Exercise prompt: Exactly the line that contains "assert_eq!(MemberKind::parse(None), MemberKind::Method);" and the lines following it to the end of the data are to be reproduced, and nothing more.

Data:
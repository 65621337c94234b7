//! Per-symbol decisions carried by policy entries.

use strum::{Display, EnumCount, EnumIter, EnumString};

/// Whether a symbol survives trimming, and whether it counts as part of the public surface.
///
/// The textual form (`Display` / `FromStr`) is the spelling used by policy documents.
#[derive(
    Debug, Clone, Copy, PartialEq, Eq, Hash, Default, Display, EnumString, EnumIter, EnumCount,
)]
pub enum IncludeStatus {
    /// Take the status of the enclosing element. Only valid while reading a document; members
    /// must end up with a concrete status.
    #[default]
    Inherit,
    /// Public API, kept as a root
    ApiRoot,
    /// Public API, kept because a root needs it
    ApiClosure,
    /// Public in the reference surface but internal to the framework; friend access allowed
    ApiFxInternal,
    /// Implementation detail, kept as a root
    ImplRoot,
    /// Implementation detail, kept because a root needs it
    ImplClosure,
    /// Removed. The engine treats an excluded entry exactly like a missing one.
    Exclude,
}

impl IncludeStatus {
    /// `true` for `ApiRoot`, `ApiClosure` and `ApiFxInternal`
    #[must_use]
    pub fn is_visible_externally(self) -> bool {
        matches!(
            self,
            IncludeStatus::ApiRoot | IncludeStatus::ApiClosure | IncludeStatus::ApiFxInternal
        )
    }

    /// `true` for the implementation-only statuses `ImplRoot` and `ImplClosure`
    #[must_use]
    pub fn is_implementation_only(self) -> bool {
        matches!(self, IncludeStatus::ImplRoot | IncludeStatus::ImplClosure)
    }

    /// `true` for `Exclude`
    #[must_use]
    pub fn is_excluded(self) -> bool {
        self == IncludeStatus::Exclude
    }
}

/// Visibility requested for a kept symbol, independent of its status.
#[derive(Debug, Clone, Copy, PartialEq, Eq, Hash, Default)]
pub enum VisibilityOverride {
    /// Leave visibility alone
    #[default]
    None,
    /// Narrow to assembly visibility (`VO="internal"` in policy documents)
    ForceInternal,
}

impl VisibilityOverride {
    /// Parse the `VO` attribute; anything other than `internal` means no override.
    #[must_use]
    pub fn parse(value: Option<&str>) -> Self {
        match value {
            Some("internal") => VisibilityOverride::ForceInternal,
            _ => VisibilityOverride::None,
        }
    }
}

/// Security transparency classification of a type or member.
#[derive(Debug, Clone, Copy, PartialEq, Eq, Hash, Default, Display, EnumIter)]
pub enum SecurityTransparencyStatus {
    /// No requirement; the existing annotations are left alone
    #[default]
    Undefined,
    /// Transparent code, carries no annotation
    Transparent,
    /// `SecurityCritical`
    Critical,
    /// `SecuritySafeCritical`
    SafeCritical,
}

impl SecurityTransparencyStatus {
    /// Parse the `SecurityTransparencyStatus` attribute.
    ///
    /// `Critical` and `SafeCritical` are recognised; every other value means `Transparent`.
    #[must_use]
    pub fn parse(value: &str) -> Self {
        match value {
            "Critical" => SecurityTransparencyStatus::Critical,
            "SafeCritical" => SecurityTransparencyStatus::SafeCritical,
            _ => SecurityTransparencyStatus::Transparent,
        }
    }
}

/// The kind of a type member addressed by a policy entry.
#[derive(Debug, Clone, Copy, PartialEq, Eq, Hash, Display, EnumString, EnumIter)]
pub enum MemberKind {
    /// A field
    Field,
    /// A method, constructor or accessor
    Method,
    /// A property
    Property,
    /// An event
    Event,
}

impl MemberKind {
    /// Parse the `MemberType` attribute. Missing or unknown values mean `Method`.
    #[must_use]
    pub fn parse(value: Option<&str>) -> Self {
        value
            .and_then(|value| value.parse().ok())
            .unwrap_or(MemberKind::Method)
    }
}

#[cfg(test)]
mod tests {
    use super::*;
    use std::str::FromStr;
    use strum::IntoEnumIterator;

    #[test]
    fn include_status_text() {
        for status in IncludeStatus::iter() {
            assert_eq!(IncludeStatus::from_str(&status.to_string()).unwrap(), status);
        }
        assert_eq!(IncludeStatus::COUNT, 7);
        assert!(IncludeStatus::from_str("apiroot").is_err());
        assert!(IncludeStatus::from_str("Excluded").is_err());
    }

    #[test]
    fn include_status_classes() {
        let visible: Vec<_> = IncludeStatus::iter()
            .filter(|status| status.is_visible_externally())
            .collect();
        assert_eq!(
            visible,
            vec![
                IncludeStatus::ApiRoot,
                IncludeStatus::ApiClosure,
                IncludeStatus::ApiFxInternal
            ]
        );
        assert!(IncludeStatus::ImplClosure.is_implementation_only());
        assert!(!IncludeStatus::ApiRoot.is_implementation_only());
        assert!(IncludeStatus::Exclude.is_excluded());
    }

    #[test]
    fn overrides() {
        assert_eq!(
            VisibilityOverride::parse(Some("internal")),
            VisibilityOverride::ForceInternal
        );
        assert_eq!(VisibilityOverride::parse(Some("Internal")), VisibilityOverride::None);
        assert_eq!(VisibilityOverride::parse(None), VisibilityOverride::None);
    }

    #[test]
    fn transparency() {
        assert_eq!(
            SecurityTransparencyStatus::parse("SafeCritical"),
            SecurityTransparencyStatus::SafeCritical
        );
        assert_eq!(
            SecurityTransparencyStatus::parse("Critical"),
            SecurityTransparencyStatus::Critical
        );
        assert_eq!(
            SecurityTransparencyStatus::parse("whatever"),
            SecurityTransparencyStatus::Transparent
        );
    }

    #[test]
    fn member_kinds() {
        assert_eq!(MemberKind::parse(Some("Field")), MemberKind::Field);
        assert_eq!(MemberKind::parse(Some("Event")), MemberKind::Event);
        assert_eq!(MemberKind::parse(Some("Constructor")), MemberKind::Method);
        assert_eq!(MemberKind::parse(None), MemberKind::Method);
        assert_eq!(MemberKind::Property.to_string(), "Property");
    }
}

Answer section:
        assert_eq!(MemberKind::parse(None), MemberKind::Method);
        assert_eq!(MemberKind::Property.to_string(), "Property");
    }
}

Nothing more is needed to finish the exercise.